[[ Record extracts open ]]
// SPDX-FileCopyrightText: 2026 Chatline Contributors
// SPDX-License-Identifier: MIT OR Apache-2.0

//! Append-only JSONL event log.
//!
//! Every inbound message, reply, push, and reply-path failure is written as
//! one JSON object per line. Each append opens the file, writes the full
//! line, flushes, and closes it again; nothing is buffered across calls.

use std::path::{Path, PathBuf};

use async_trait::async_trait;
use chatline_core::{
    AdapterType, ChatlineError, EventLogAdapter, EventRecord, HealthStatus, PluginAdapter,
};
use tokio::fs;
use tokio::io::AsyncWriteExt;
use tokio::sync::Mutex;
use tracing::debug;

/// Event log backed by a single JSONL file.
pub struct JsonlEventLog {
    path: PathBuf,
    /// Serializes appends so lines from concurrent callers never interleave.
    write_lock: Mutex<()>,
}

impl JsonlEventLog {
    pub fn new(path: impl Into<PathBuf>) -> Self {
        Self {
            path: path.into(),
            write_lock: Mutex::new(()),
        }
    }

    pub fn path(&self) -> &Path {
        &self.path
    }

    async fn write_line(&self, line: &[u8]) -> std::io::Result<()> {
        if let Some(parent) = self.path.parent()
            && !parent.as_os_str().is_empty()
        {
            fs::create_dir_all(parent).await?;
        }

        let mut file = fs::OpenOptions::new()
            .create(true)
            .append(true)
            .open(&self.path)
            .await?;
        file.write_all(line).await?;
        file.flush().await?;
        Ok(())
    }
}

#[async_trait]
impl PluginAdapter for JsonlEventLog {
    fn name(&self) -> &str {
        "jsonl-event-log"
    }

    fn version(&self) -> semver::Version {
        semver::Version::new(0, 1, 0)
    }

    fn adapter_type(&self) -> AdapterType {
        AdapterType::EventLog
    }

    async fn health_check(&self) -> Result<HealthStatus, ChatlineError> {
        match self.path.parent() {
            Some(parent) if !parent.as_os_str().is_empty() && !parent.exists() => Ok(
                HealthStatus::Degraded(format!("{} does not exist yet", parent.display())),
            ),
            _ => Ok(HealthStatus::Healthy),
        }
    }

    async fn shutdown(&self) -> Result<(), ChatlineError> {
        Ok(())
    }
}

#[async_trait]
impl EventLogAdapter for JsonlEventLog {
    async fn append(&self, record: &EventRecord) -> Result<(), ChatlineError> {
        let mut line = serde_json::to_vec(record).map_err(|e| ChatlineError::Storage {
            source: Box::new(e),
        })?;
        line.push(b'\n');

        let _guard = self.write_lock.lock().await;
        self.write_line(&line).await?;
        debug!(
            path = %self.path.display(),
            event_type = %record.event_type,
            "event record appended"
        );
        Ok(())
    }
}

#[cfg(test)]
mod tests {
    use std::sync::Arc;

    use chatline_core::EventType;

    use super::*;

    fn read_records(path: &Path) -> Vec<serde_json::Value> {
        std::fs::read_to_string(path)
            .unwrap()
            .lines()
            .map(|l| serde_json::from_str(l).unwrap())
            .collect()
    }

    #[tokio::test]
    async fn appends_one_line_per_record_and_creates_directories() {
        let dir = tempfile::tempdir().unwrap();
        let path = dir.path().join("logs/nested/events.jsonl");
        let log = JsonlEventLog::new(&path);

        log.append(&EventRecord::push("U1", "Good morning!"))
            .await
            .unwrap();
        log.append(&EventRecord::reply(Some("U1".into()), "hello"))
            .await
            .unwrap();

        let records = read_records(&path);
        assert_eq!(records.len(), 2);
        assert_eq!(records[0]["type"], "push");
        assert_eq!(records[0]["to_user_id"], "U1");
        assert_eq!(records[1]["type"], "reply");
        assert_eq!(records[1]["response"], "hello");
    }

    #[tokio::test]
    async fn existing_records_are_never_rewritten() {
        let dir = tempfile::tempdir().unwrap();
        let path = dir.path().join("events.jsonl");
        std::fs::write(&path, "{\"type\":\"message\"}\n").unwrap();

        let log = JsonlEventLog::new(&path);
        log.append(&EventRecord::error(None, "boom")).await.unwrap();

        let content = std::fs::read_to_string(&path).unwrap();
        assert!(content.starts_with("{\"type\":\"message\"}\n"));
        assert_eq!(content.lines().count(), 2);
    }

    #[tokio::test(flavor = "multi_thread", worker_threads = 4)]
    async fn concurrent_appends_do_not_interleave() {
        let dir = tempfile::tempdir().unwrap();
        let path = dir.path().join("events.jsonl");
        let log = Arc::new(JsonlEventLog::new(&path));

        let mut handles = Vec::new();
        for i in 0..32 {
            let log = Arc::clone(&log);
            handles.push(tokio::spawn(async move {
                let text = format!("message-{i}-{}", "x".repeat(512));
                log.append(&EventRecord::push(format!("U{i}"), text))
                    .await
                    .unwrap();
            }));
        }
        for handle in handles {
            handle.await.unwrap();
        }

        let records = read_records(&path);
        assert_eq!(records.len(), 32);
        assert!(records.iter().all(|r| r["type"] == "push"));
    }

    #[tokio::test]
    async fn unwritable_path_is_a_storage_error() {
        let dir = tempfile::tempdir().unwrap();
        // A directory cannot be opened for appending.
        let log = JsonlEventLog::new(dir.path());
        let err = log
            .append(&EventRecord::push("U1", "hi"))
            .await
            .unwrap_err();
        assert!(matches!(err, ChatlineError::Storage { .. }));
    }

    #[tokio::test]
    async fn message_record_carries_raw_event() {
        let dir = tempfile::tempdir().unwrap();
        let path = dir.path().join("events.jsonl");
        let log = JsonlEventLog::new(&path);
        let raw = serde_json::json!({"type": "message", "message": {"text": "hi"}});

        log.append(&EventRecord::message(Some("U9".into()), raw))
            .await
            .unwrap();

        let records = read_records(&path);
        assert_eq!(records[0]["type"], EventType::Message.to_string());
        assert_eq!(records[0]["event"]["message"]["text"], "hi");
        assert_eq!(records[0]["from_user_id"], "U9");
    }
}
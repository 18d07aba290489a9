// SPDX-FileCopyrightText: 2026 Chatline Contributors
// SPDX-License-Identifier: MIT OR Apache-2.0

//! Wall-clock sources for the scheduler.

use std::sync::Mutex;

use chatline_config::model::PushConfig;
use chatline_core::ChatlineError;
use chrono::{FixedOffset, Local, NaiveDateTime, TimeDelta, Utc};

/// Source of the scheduler's notion of "now".
pub trait Clock: Send + Sync {
    fn now(&self) -> NaiveDateTime;
}

/// Real time: the host's local zone, or a fixed UTC offset.
#[derive(Debug, Clone, Copy, Default)]
pub struct SystemClock {
    offset: Option<FixedOffset>,
}

impl SystemClock {
    pub fn local() -> Self {
        Self { offset: None }
    }

    pub fn with_utc_offset(hours: i32) -> Result<Self, ChatlineError> {
        let offset = hours
            .checked_mul(3600)
            .and_then(FixedOffset::east_opt)
            .ok_or_else(|| {
                ChatlineError::Config(format!("push.utc_offset_hours out of range: {hours}"))
            })?;
        Ok(Self {
            offset: Some(offset),
        })
    }

    pub fn from_config(config: &PushConfig) -> Result<Self, ChatlineError> {
        match config.utc_offset_hours {
            Some(hours) => Self::with_utc_offset(hours),
            None => Ok(Self::local()),
        }
    }
}

impl Clock for SystemClock {
    fn now(&self) -> NaiveDateTime {
        match self.offset {
            Some(offset) => Utc::now().with_timezone(&offset).naive_local(),
            None => Local::now().naive_local(),
        }
    }
}

/// A clock that only moves when told to. Used for simulations.
#[derive(Debug)]
pub struct ManualClock {
    now: Mutex<NaiveDateTime>,
}

impl ManualClock {
    pub fn new(start: NaiveDateTime) -> Self {
        Self {
            now: Mutex::new(start),
        }
    }

    pub fn set(&self, to: NaiveDateTime) {
        if let Ok(mut now) = self.now.lock() {
            *now = to;
        }
    }

    pub fn advance(&self, by: TimeDelta) {
        if let Ok(mut now) = self.now.lock() {
            *now += by;
        }
    }
}

impl Clock for ManualClock {
    fn now(&self) -> NaiveDateTime {
        match self.now.lock() {
            Ok(now) => *now,
            Err(poisoned) => *poisoned.into_inner(),
        }
    }
}
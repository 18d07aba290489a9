// SPDX-FileCopyrightText: 2026 Chatline Contributors
// SPDX-License-Identifier: MIT OR Apache-2.0

//! Prompt templates and message assembly.
//!
//! Everything here is a pure function of its inputs so the exact message
//! sequence sent to the completion API can be asserted in tests.

use chatline_core::types::ProviderMessage;
use chatline_memory::ScoredChunk;

/// Appended after the history when turning a follow-up into a search query.
pub const SEARCH_QUERY_INSTRUCTION: &str = "Given the above conversation, generate a search query to look up to get information relevant to the conversation";

const ANSWER_SYSTEM_PREFIX: &str = "Answer the user's questions based on the below context:\n\n";

const INTENT_SYSTEM_PROMPT: &str = "You are a customer service assistant for a retail chain. \
Classify the customer's message into exactly one category and reply with the category name only.\n\
Categories:\n\
- promotion: questions about discounts, sales, coupons, or current campaigns\n\
- inventory: questions about whether a product is in stock or how many are left\n\
- other: anything else";

/// Few-shot examples for the intent classifier, as (message, label) pairs.
const INTENT_EXAMPLES: &[(&str, &str)] = &[
    ("Are there any discounts on shampoo this week?", "promotion"),
    ("Is the 2-for-1 coffee deal still running?", "promotion"),
    ("Do you still have product P001 at this branch?", "inventory"),
    ("How many units of P017 are left?", "inventory"),
    ("What time do you close today?", "other"),
    ("Thanks, have a nice day!", "other"),
];

const DB_ADMIN_SYSTEM_PROMPT: &str = "You are a database administrator for a retail chain. \
The database has these tables:\n\
- products(product_id TEXT PRIMARY KEY, name TEXT, category TEXT, price NUMERIC)\n\
- inventory(branch_id TEXT, product_id TEXT REFERENCES products, quantity INTEGER, updated_at TIMESTAMP)\n\
- promotions(promotion_id TEXT PRIMARY KEY, product_id TEXT REFERENCES products, branch_id TEXT, \
description TEXT, discount_percent NUMERIC, starts_at DATE, ends_at DATE)\n\
If the customer's message can be answered from the database, reply with a single raw SQL query \
and nothing else. Filter by the customer's branch wherever the table has a branch_id column. \
Otherwise reply with one short natural-language sentence.";

/// Session mode: persona, full history, then the new message.
pub fn conversation_messages(
    persona: &str,
    history: &[ProviderMessage],
    input: &str,
) -> Vec<ProviderMessage> {
    let mut messages = Vec::with_capacity(history.len() + 2);
    if !persona.trim().is_empty() {
        messages.push(ProviderMessage::system(persona));
    }
    messages.extend_from_slice(history);
    messages.push(ProviderMessage::user(input));
    messages
}

/// Rewrites a follow-up into a standalone search query.
pub fn search_query_messages(history: &[ProviderMessage], input: &str) -> Vec<ProviderMessage> {
    let mut messages = Vec::with_capacity(history.len() + 2);
    messages.extend_from_slice(history);
    messages.push(ProviderMessage::user(input));
    messages.push(ProviderMessage::user(SEARCH_QUERY_INSTRUCTION));
    messages
}

/// Chunk texts joined by blank lines, in rank order.
pub fn format_context(chunks: &[ScoredChunk]) -> String {
    chunks
        .iter()
        .map(|c| c.chunk.text.as_str())
        .collect::<Vec<_>>()
        .join("\n\n")
}

/// Retrieval mode answer prompt: context system message, history, new message.
pub fn answer_messages(
    chunks: &[ScoredChunk],
    history: &[ProviderMessage],
    input: &str,
) -> Vec<ProviderMessage> {
    let mut messages = Vec::with_capacity(history.len() + 2);
    messages.push(ProviderMessage::system(format!(
        "{ANSWER_SYSTEM_PREFIX}{}",
        format_context(chunks)
    )));
    messages.extend_from_slice(history);
    messages.push(ProviderMessage::user(input));
    messages
}

pub fn intent_messages(input: &str) -> Vec<ProviderMessage> {
    let mut messages = Vec::with_capacity(INTENT_EXAMPLES.len() * 2 + 2);
    messages.push(ProviderMessage::system(INTENT_SYSTEM_PROMPT));
    for (example, label) in INTENT_EXAMPLES {
        messages.push(ProviderMessage::user(*example));
        messages.push(ProviderMessage::assistant(*label));
    }
    messages.push(ProviderMessage::user(input));
    messages
}

pub fn db_admin_messages(input: &str, branch_id: &str) -> Vec<ProviderMessage> {
    vec![
        ProviderMessage::system(format!(
            "{DB_ADMIN_SYSTEM_PROMPT}\nThe customer is at branch_id '{branch_id}'."
        )),
        ProviderMessage::user(input),
    ]
}
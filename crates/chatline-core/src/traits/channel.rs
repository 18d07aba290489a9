// SPDX-FileCopyrightText: 2026 Chatline Contributors
// SPDX-License-Identifier: MIT OR Apache-2.0

//! Channel adapter trait for the messaging platform.

use async_trait::async_trait;

use crate::error::ChatlineError;
use crate::traits::adapter::PluginAdapter;
use crate::types::OutboundMessage;

/// Adapter for delivering messages to the messaging platform.
///
/// Inbound traffic arrives through the webhook gateway, so the channel
/// only covers the outbound half.
#[async_trait]
pub trait ChannelAdapter: PluginAdapter {
    /// Delivers a batch of text messages as a reply or a push.
    async fn send(&self, msg: OutboundMessage) -> Result<(), ChatlineError>;
}
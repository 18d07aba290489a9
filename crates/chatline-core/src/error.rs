// SPDX-FileCopyrightText: 2026 Chatline Contributors
// SPDX-License-Identifier: MIT OR Apache-2.0

//! Error types for the Chatline webhook bot.

use thiserror::Error;

/// The primary error type used across all Chatline adapter traits and core operations.
#[derive(Debug, Error)]
pub enum ChatlineError {
    /// Configuration errors (invalid TOML, missing secrets, bad values).
    #[error("configuration error: {0}")]
    Config(String),

    /// Storage errors (event log file unwritable, serialization failure).
    #[error("storage error: {source}")]
    Storage {
        source: Box<dyn std::error::Error + Send + Sync>,
    },

    /// Messaging channel errors (delivery failure, malformed webhook body).
    #[error("channel error: {message}")]
    Channel {
        message: String,
        source: Option<Box<dyn std::error::Error + Send + Sync>>,
    },

    /// Completion or embedding API errors.
    #[error("provider error: {message}")]
    Provider {
        message: String,
        source: Option<Box<dyn std::error::Error + Send + Sync>>,
    },

    /// The webhook signature header was missing or did not match the body.
    #[error("invalid webhook signature")]
    InvalidSignature,

    /// Corpus index construction or search failed.
    #[error("retrieval error: {0}")]
    Retrieval(String),

    /// Operation timed out.
    #[error("operation timed out after {duration:?}")]
    Timeout { duration: std::time::Duration },

    /// Internal or unexpected errors.
    #[error("internal error: {0}")]
    Internal(String),
}

impl ChatlineError {
    /// Returns true for failures of an upstream service (completion, embedding,
    /// search, or a timeout waiting on one of them).
    pub fn is_upstream(&self) -> bool {
        matches!(
            self,
            ChatlineError::Provider { .. }
                | ChatlineError::Retrieval(_)
                | ChatlineError::Timeout { .. }
        )
    }
}

impl From<std::io::Error> for ChatlineError {
    fn from(err: std::io::Error) -> Self {
        ChatlineError::Storage {
            source: Box::new(err),
        }
    }
}
// SPDX-FileCopyrightText: 2026 Chatline Contributors
// SPDX-License-Identifier: MIT OR Apache-2.0

//! Separator-based text splitter.
//!
//! The document is cut on a separator, then adjacent pieces are merged
//! greedily until the next piece would push the chunk past the size limit.
//! Lengths are counted in characters and include the separators that join
//! pieces inside a chunk. A piece longer than the limit on its own still
//! becomes a single (oversized) chunk.

use std::collections::VecDeque;

use tracing::warn;

/// Splits `document` into chunks of at most `max_chunk_size` characters.
///
/// `overlap` is the number of trailing characters of one chunk that may be
/// carried into the next; `0` means no text is repeated. Chunks are trimmed
/// and empty chunks are dropped.
pub fn split(document: &str, separator: &str, max_chunk_size: usize, overlap: usize) -> Vec<String> {
    let pieces: Vec<&str> = if separator.is_empty() {
        document
            .char_indices()
            .map(|(i, c)| &document[i..i + c.len_utf8()])
            .collect()
    } else {
        document.split(separator).filter(|p| !p.is_empty()).collect()
    };
    merge(&pieces, separator, max_chunk_size, overlap)
}

fn merge(pieces: &[&str], separator: &str, max_chunk_size: usize, overlap: usize) -> Vec<String> {
    let sep_len = separator.chars().count();
    let mut chunks = Vec::new();
    let mut current: VecDeque<(&str, usize)> = VecDeque::new();
    let mut total = 0usize;

    for &piece in pieces {
        let len = piece.chars().count();
        let joiner = if current.is_empty() { 0 } else { sep_len };

        if total + len + joiner > max_chunk_size {
            if total > max_chunk_size {
                warn!(
                    size = total,
                    limit = max_chunk_size,
                    "created a chunk longer than the configured size"
                );
            }
            if !current.is_empty() {
                push_chunk(&mut chunks, &current, separator);

                // Drop leading pieces until what remains fits the overlap
                // budget and leaves room for the incoming piece.
                while total > overlap
                    || (total > 0
                        && total + len + if current.is_empty() { 0 } else { sep_len }
                            > max_chunk_size)
                {
                    let Some((_, first_len)) = current.pop_front() else {
                        break;
                    };
                    total -= first_len + if current.is_empty() { 0 } else { sep_len };
                }
            }
        }

        let joiner = if current.is_empty() { 0 } else { sep_len };
        current.push_back((piece, len));
        total += len + joiner;
    }

    push_chunk(&mut chunks, &current, separator);
    chunks
}

fn push_chunk(chunks: &mut Vec<String>, current: &VecDeque<(&str, usize)>, separator: &str) {
    let joined = current
        .iter()
        .map(|(p, _)| *p)
        .collect::<Vec<_>>()
        .join(separator);
    let trimmed = joined.trim();
    if !trimmed.is_empty() {
        chunks.push(trimmed.to_string());
    }
}

#[cfg(test)]
mod tests {
    use super::*;
    use proptest::prelude::*;

    #[test]
    fn merges_small_paragraphs() {
        let doc = "aaa\n\nbbb\n\nccc";
        assert_eq!(split(doc, "\n\n", 8, 0), vec!["aaa\n\nbbb", "ccc"]);
    }

    #[test]
    fn separator_counts_toward_length() {
        // "aaa" + "\n\n" + "bbb" is 8 characters.
        assert_eq!(split("aaa\n\nbbb", "\n\n", 7, 0), vec!["aaa", "bbb"]);
        assert_eq!(split("aaa\n\nbbb", "\n\n", 8, 0), vec!["aaa\n\nbbb"]);
    }

    #[test]
    fn oversized_piece_becomes_own_chunk() {
        let doc = format!("short\n\n{}\n\ntail", "x".repeat(50));
        let chunks = split(&doc, "\n\n", 10, 0);
        assert_eq!(chunks, vec!["short".to_string(), "x".repeat(50), "tail".to_string()]);
    }

    #[test]
    fn chunks_are_trimmed_and_empty_dropped() {
        let doc = "  first  \n\n\n\n   \n\n second ";
        let chunks = split(doc, "\n\n", 5, 0);
        assert_eq!(chunks, vec!["first", "second"]);
    }

    #[test]
    fn lengths_count_characters_not_bytes() {
        let doc = "ねこ\n\nいぬ";
        // 2 + 2 + 2 characters, well under the limit even though it is 16 bytes.
        assert_eq!(split(doc, "\n\n", 6, 0), vec!["ねこ\n\nいぬ"]);
    }

    #[test]
    fn overlap_repeats_trailing_pieces() {
        let doc = "aa\n\nbb\n\ncc\n\ndd";
        let chunks = split(doc, "\n\n", 6, 2);
        assert_eq!(chunks, vec!["aa\n\nbb", "bb\n\ncc", "cc\n\ndd"]);
    }

    #[test]
    fn empty_document_has_no_chunks() {
        assert!(split("", "\n\n", 100, 0).is_empty());
    }

    proptest! {
        #[test]
        fn no_overlap_preserves_every_piece_in_order(
            pieces in proptest::collection::vec("[a-z]{1,20}", 0..30),
            size in 20usize..200,
        ) {
            let doc = pieces.join("\n\n");
            let chunks = split(&doc, "\n\n", size, 0);

            for chunk in &chunks {
                prop_assert!(chunk.chars().count() <= size);
            }
            let rejoined: Vec<String> = chunks
                .iter()
                .flat_map(|c| c.split("\n\n").map(str::to_string))
                .collect();
            prop_assert_eq!(rejoined, pieces);
        }
    }
}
[[ Record extracts closed ]]
Your objective » Your task is to restate, word for word, only those lines above that fall between the line holding "- promotion: questions" and the line holding "- inventory(branch_id TEXT, product_id", inclusive.

Result of this exercise »
- promotion: questions about discounts, sales, coupons, or current campaigns\n\
- inventory: questions about whether a product is in stock or how many are left\n\
- other: anything else";

/// Few-shot examples for the intent classifier, as (message, label) pairs.
const INTENT_EXAMPLES: &[(&str, &str)] = &[
    ("Are there any discounts on shampoo this week?", "promotion"),
    ("Is the 2-for-1 coffee deal still running?", "promotion"),
    ("Do you still have product P001 at this branch?", "inventory"),
    ("How many units of P017 are left?", "inventory"),
    ("What time do you close today?", "other"),
    ("Thanks, have a nice day!", "other"),
];

const DB_ADMIN_SYSTEM_PROMPT: &str = "You are a database administrator for a retail chain. \
The database has these tables:\n\
- products(product_id TEXT PRIMARY KEY, name TEXT, category TEXT, price NUMERIC)\n\
- inventory(branch_id TEXT, product_id TEXT REFERENCES products, quantity INTEGER, updated_at TIMESTAMP)\n\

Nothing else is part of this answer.